● INSTRUCTIONS TO FOLLOW: Retype word for word the lines of the data below, from the first to the one bearing "#[command(subcommand)]", with that one included.
=== Begin Enclosure ===
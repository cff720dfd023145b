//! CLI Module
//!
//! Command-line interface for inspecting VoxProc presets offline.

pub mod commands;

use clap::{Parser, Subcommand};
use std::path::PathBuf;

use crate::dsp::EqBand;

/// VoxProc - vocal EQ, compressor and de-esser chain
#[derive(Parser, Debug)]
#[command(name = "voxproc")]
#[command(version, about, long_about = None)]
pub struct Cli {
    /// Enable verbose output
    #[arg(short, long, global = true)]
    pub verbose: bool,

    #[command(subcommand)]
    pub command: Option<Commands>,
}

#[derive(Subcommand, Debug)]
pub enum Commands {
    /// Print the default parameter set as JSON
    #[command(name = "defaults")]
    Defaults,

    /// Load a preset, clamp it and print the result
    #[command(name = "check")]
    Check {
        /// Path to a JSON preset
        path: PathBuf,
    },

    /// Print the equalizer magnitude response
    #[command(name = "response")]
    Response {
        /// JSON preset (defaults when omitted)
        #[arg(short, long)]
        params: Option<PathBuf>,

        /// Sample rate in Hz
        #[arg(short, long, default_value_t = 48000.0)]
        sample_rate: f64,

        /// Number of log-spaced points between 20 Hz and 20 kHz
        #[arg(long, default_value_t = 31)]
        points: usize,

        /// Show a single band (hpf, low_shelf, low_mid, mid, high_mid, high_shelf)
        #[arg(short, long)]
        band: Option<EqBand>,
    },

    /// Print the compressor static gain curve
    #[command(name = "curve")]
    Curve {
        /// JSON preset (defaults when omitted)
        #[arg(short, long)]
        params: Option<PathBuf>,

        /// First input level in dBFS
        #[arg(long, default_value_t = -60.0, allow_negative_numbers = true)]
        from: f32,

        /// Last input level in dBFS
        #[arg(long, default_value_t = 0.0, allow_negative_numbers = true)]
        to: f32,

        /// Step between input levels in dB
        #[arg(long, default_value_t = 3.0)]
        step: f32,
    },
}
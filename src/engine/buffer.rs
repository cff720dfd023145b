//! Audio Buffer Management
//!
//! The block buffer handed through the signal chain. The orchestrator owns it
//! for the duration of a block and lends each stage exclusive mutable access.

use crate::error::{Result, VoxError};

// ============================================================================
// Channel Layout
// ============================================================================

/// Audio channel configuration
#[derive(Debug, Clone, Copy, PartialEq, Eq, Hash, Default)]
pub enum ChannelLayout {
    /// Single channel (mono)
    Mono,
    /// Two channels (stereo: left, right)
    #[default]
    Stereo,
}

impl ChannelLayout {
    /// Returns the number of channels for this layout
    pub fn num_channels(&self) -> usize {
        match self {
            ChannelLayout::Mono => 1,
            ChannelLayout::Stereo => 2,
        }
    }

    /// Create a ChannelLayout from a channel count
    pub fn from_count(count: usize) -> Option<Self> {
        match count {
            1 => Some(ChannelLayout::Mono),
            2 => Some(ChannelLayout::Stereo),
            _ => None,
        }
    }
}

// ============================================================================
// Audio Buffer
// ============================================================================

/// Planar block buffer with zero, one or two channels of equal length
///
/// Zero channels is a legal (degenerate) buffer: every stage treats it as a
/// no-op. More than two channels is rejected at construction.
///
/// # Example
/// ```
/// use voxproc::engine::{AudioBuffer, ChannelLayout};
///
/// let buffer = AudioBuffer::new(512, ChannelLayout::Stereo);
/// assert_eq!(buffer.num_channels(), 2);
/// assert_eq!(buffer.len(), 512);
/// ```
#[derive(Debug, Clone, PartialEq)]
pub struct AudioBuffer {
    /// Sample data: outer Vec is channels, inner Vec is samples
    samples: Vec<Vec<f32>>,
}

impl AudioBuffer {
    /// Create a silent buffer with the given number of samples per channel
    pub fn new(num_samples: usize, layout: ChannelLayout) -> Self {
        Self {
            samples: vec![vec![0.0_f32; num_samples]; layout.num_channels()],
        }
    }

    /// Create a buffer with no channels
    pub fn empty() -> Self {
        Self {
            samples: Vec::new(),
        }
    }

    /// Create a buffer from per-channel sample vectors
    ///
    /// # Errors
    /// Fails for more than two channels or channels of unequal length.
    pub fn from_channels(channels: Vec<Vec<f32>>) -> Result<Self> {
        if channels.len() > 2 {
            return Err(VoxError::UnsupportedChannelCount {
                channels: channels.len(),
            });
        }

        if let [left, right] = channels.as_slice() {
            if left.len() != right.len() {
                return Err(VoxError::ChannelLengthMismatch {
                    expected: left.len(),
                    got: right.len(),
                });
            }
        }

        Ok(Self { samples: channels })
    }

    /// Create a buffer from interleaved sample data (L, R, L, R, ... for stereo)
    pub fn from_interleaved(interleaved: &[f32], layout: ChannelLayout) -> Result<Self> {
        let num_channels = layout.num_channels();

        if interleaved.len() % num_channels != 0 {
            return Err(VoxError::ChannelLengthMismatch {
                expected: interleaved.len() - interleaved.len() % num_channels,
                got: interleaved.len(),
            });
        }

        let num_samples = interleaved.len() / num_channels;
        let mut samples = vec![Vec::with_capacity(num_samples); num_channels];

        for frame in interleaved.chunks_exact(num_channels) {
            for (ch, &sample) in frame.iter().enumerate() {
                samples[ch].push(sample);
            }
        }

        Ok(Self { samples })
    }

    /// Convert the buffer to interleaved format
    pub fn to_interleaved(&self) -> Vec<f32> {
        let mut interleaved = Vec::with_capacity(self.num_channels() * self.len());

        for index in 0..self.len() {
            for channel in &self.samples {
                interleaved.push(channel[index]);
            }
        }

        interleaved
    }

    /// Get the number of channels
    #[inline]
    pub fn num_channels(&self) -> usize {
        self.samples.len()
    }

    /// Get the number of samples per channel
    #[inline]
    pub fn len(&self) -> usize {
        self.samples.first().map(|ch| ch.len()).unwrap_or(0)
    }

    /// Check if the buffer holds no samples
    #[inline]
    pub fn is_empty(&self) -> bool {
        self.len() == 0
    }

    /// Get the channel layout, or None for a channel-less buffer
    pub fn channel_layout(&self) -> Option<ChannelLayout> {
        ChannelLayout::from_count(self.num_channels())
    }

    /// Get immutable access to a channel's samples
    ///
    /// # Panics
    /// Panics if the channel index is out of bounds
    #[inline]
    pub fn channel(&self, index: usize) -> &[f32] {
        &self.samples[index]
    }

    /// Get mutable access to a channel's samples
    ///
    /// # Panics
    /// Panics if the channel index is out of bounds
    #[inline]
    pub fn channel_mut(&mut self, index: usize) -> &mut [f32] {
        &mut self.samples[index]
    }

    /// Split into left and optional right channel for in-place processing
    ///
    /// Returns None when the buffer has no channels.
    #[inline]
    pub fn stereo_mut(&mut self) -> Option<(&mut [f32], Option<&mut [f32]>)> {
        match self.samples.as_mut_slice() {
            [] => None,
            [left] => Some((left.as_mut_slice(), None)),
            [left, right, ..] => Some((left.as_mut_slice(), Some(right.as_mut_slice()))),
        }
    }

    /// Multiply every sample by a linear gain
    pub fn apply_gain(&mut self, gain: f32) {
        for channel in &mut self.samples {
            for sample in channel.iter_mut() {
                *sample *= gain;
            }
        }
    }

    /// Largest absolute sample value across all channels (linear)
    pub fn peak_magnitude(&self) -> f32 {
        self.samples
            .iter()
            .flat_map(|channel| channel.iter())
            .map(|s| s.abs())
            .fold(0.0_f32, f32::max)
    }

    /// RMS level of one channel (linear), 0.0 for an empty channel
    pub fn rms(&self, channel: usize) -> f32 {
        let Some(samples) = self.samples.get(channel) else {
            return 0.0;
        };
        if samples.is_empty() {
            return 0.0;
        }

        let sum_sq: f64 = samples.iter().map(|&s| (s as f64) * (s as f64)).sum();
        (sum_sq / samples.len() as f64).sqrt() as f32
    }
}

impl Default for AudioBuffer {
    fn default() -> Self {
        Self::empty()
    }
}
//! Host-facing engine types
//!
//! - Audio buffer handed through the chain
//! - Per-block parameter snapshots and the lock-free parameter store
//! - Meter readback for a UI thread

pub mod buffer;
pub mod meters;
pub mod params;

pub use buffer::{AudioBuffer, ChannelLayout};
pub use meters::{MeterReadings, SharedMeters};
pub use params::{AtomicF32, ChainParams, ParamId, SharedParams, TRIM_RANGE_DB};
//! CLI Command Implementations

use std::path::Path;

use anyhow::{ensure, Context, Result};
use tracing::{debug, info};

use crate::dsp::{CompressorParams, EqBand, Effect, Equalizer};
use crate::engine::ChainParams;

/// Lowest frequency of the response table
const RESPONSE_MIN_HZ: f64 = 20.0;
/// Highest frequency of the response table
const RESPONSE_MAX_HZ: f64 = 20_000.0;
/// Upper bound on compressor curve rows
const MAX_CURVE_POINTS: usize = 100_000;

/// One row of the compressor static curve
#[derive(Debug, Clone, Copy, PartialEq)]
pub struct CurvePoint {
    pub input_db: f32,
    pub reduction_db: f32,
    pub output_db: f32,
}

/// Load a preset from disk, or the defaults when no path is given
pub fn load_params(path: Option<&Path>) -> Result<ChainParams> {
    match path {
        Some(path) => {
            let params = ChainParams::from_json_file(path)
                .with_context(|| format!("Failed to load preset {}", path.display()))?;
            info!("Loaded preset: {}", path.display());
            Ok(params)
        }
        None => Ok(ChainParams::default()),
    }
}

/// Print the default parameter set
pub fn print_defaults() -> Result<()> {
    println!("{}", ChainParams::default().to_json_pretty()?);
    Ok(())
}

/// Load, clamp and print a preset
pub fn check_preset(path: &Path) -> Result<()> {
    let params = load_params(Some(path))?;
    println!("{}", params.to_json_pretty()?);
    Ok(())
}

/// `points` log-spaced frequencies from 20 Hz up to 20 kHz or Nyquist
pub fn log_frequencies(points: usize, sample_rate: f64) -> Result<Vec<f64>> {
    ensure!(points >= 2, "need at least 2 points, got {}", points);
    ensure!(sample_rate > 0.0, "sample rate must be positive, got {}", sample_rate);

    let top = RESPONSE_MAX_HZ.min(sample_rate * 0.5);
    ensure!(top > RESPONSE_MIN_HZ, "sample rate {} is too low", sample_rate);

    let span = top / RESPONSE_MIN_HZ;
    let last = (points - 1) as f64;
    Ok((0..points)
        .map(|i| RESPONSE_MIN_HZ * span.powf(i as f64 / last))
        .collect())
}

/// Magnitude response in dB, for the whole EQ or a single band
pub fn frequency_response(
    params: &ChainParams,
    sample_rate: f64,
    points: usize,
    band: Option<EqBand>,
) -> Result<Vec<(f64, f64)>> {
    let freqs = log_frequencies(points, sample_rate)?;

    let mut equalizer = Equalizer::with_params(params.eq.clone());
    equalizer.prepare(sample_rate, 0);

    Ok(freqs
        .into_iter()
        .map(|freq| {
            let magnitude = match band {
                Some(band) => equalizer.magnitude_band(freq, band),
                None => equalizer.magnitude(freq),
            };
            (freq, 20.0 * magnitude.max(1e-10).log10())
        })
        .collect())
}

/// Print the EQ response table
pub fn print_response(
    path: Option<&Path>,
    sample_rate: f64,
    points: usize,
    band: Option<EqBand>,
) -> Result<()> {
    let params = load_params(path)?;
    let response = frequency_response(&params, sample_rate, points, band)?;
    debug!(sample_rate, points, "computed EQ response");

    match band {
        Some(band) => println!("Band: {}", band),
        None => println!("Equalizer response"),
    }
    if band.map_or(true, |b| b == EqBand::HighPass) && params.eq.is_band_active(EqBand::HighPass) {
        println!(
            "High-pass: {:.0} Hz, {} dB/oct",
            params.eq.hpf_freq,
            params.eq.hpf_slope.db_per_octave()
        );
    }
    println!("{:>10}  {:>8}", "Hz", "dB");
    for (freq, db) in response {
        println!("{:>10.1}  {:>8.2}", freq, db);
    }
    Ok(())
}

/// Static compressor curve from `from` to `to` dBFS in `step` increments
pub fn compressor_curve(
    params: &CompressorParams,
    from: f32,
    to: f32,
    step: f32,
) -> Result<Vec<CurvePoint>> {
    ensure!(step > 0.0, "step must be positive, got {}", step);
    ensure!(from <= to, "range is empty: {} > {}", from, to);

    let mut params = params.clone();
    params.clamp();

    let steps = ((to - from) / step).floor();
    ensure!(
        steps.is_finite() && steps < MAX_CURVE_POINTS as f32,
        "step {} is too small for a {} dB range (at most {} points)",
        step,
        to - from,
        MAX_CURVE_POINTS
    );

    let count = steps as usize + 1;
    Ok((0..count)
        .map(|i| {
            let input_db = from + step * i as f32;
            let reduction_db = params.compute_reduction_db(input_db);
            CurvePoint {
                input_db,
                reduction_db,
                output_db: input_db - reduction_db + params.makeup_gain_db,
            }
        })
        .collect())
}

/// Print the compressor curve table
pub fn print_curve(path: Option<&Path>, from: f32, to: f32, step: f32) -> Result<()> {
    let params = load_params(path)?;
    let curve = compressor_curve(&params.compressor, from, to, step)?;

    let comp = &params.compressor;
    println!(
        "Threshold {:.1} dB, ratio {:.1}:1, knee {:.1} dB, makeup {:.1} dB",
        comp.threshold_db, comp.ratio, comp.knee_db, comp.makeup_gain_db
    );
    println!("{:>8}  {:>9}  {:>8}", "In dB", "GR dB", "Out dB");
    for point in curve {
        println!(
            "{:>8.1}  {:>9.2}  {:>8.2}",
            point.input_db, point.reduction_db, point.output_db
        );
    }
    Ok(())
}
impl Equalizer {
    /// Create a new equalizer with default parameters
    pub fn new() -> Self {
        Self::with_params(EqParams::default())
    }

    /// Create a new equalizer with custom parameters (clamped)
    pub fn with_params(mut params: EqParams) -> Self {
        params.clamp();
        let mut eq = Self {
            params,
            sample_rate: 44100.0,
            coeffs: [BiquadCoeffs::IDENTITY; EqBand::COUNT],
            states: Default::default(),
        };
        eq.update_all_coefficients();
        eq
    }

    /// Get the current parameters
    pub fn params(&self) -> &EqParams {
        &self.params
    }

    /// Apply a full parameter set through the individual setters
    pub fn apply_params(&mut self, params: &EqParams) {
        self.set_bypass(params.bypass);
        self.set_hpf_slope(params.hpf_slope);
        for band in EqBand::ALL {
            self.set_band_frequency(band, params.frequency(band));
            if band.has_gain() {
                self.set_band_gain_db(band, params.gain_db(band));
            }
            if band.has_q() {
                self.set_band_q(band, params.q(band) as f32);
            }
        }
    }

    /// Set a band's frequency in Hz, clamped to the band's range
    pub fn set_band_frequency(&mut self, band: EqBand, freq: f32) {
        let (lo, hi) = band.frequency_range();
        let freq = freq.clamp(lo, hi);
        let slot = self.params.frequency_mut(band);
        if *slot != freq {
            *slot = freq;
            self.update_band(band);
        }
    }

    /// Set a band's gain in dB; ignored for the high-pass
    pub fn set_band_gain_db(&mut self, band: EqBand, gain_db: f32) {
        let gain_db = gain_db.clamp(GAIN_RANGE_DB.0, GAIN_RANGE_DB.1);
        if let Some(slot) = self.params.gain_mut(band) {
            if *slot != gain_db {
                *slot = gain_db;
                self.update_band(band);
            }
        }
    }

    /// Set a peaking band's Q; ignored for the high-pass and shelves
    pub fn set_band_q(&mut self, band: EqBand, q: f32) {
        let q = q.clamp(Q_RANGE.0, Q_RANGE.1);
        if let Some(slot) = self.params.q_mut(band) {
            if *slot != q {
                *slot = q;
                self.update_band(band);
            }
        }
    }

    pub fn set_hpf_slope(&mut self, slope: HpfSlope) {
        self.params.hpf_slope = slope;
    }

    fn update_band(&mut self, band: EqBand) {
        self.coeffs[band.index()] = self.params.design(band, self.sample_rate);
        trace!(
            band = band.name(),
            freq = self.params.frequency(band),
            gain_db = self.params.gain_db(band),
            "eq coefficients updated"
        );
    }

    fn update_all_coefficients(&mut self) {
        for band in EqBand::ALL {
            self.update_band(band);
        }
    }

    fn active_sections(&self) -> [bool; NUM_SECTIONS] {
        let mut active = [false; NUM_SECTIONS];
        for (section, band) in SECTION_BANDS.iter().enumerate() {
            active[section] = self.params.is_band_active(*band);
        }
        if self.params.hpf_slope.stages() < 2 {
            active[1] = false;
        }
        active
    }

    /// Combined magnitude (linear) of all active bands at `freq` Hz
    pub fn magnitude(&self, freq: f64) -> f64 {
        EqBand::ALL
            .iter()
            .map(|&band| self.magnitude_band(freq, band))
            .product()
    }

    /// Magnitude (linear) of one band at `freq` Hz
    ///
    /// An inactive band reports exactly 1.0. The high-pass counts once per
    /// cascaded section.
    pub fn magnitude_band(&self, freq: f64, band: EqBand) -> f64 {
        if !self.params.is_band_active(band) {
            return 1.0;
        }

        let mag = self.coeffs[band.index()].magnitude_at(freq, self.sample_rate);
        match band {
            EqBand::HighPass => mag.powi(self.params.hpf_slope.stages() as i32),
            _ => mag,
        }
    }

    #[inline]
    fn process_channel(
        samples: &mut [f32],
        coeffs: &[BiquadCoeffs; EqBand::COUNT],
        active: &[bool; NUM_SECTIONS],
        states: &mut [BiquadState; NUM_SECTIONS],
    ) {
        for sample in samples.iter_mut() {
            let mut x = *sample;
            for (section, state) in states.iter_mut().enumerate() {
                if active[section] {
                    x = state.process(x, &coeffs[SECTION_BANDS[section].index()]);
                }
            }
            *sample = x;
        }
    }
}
=== End Enclosure ===
● WRITTEN RESPONSE:
repository cff720dfd023145b
//! CLI Module
//!
//! Command-line interface for inspecting VoxProc presets offline.

pub mod commands;

use clap::{Parser, Subcommand};
use std::path::PathBuf;

use crate::dsp::EqBand;

/// VoxProc - vocal EQ, compressor and de-esser chain
#[derive(Parser, Debug)]
#[command(name = "voxproc")]
#[command(version, about, long_about = None)]
pub struct Cli {
    /// Enable verbose output
    #[arg(short, long, global = true)]
    pub verbose: bool,

    #[command(subcommand)]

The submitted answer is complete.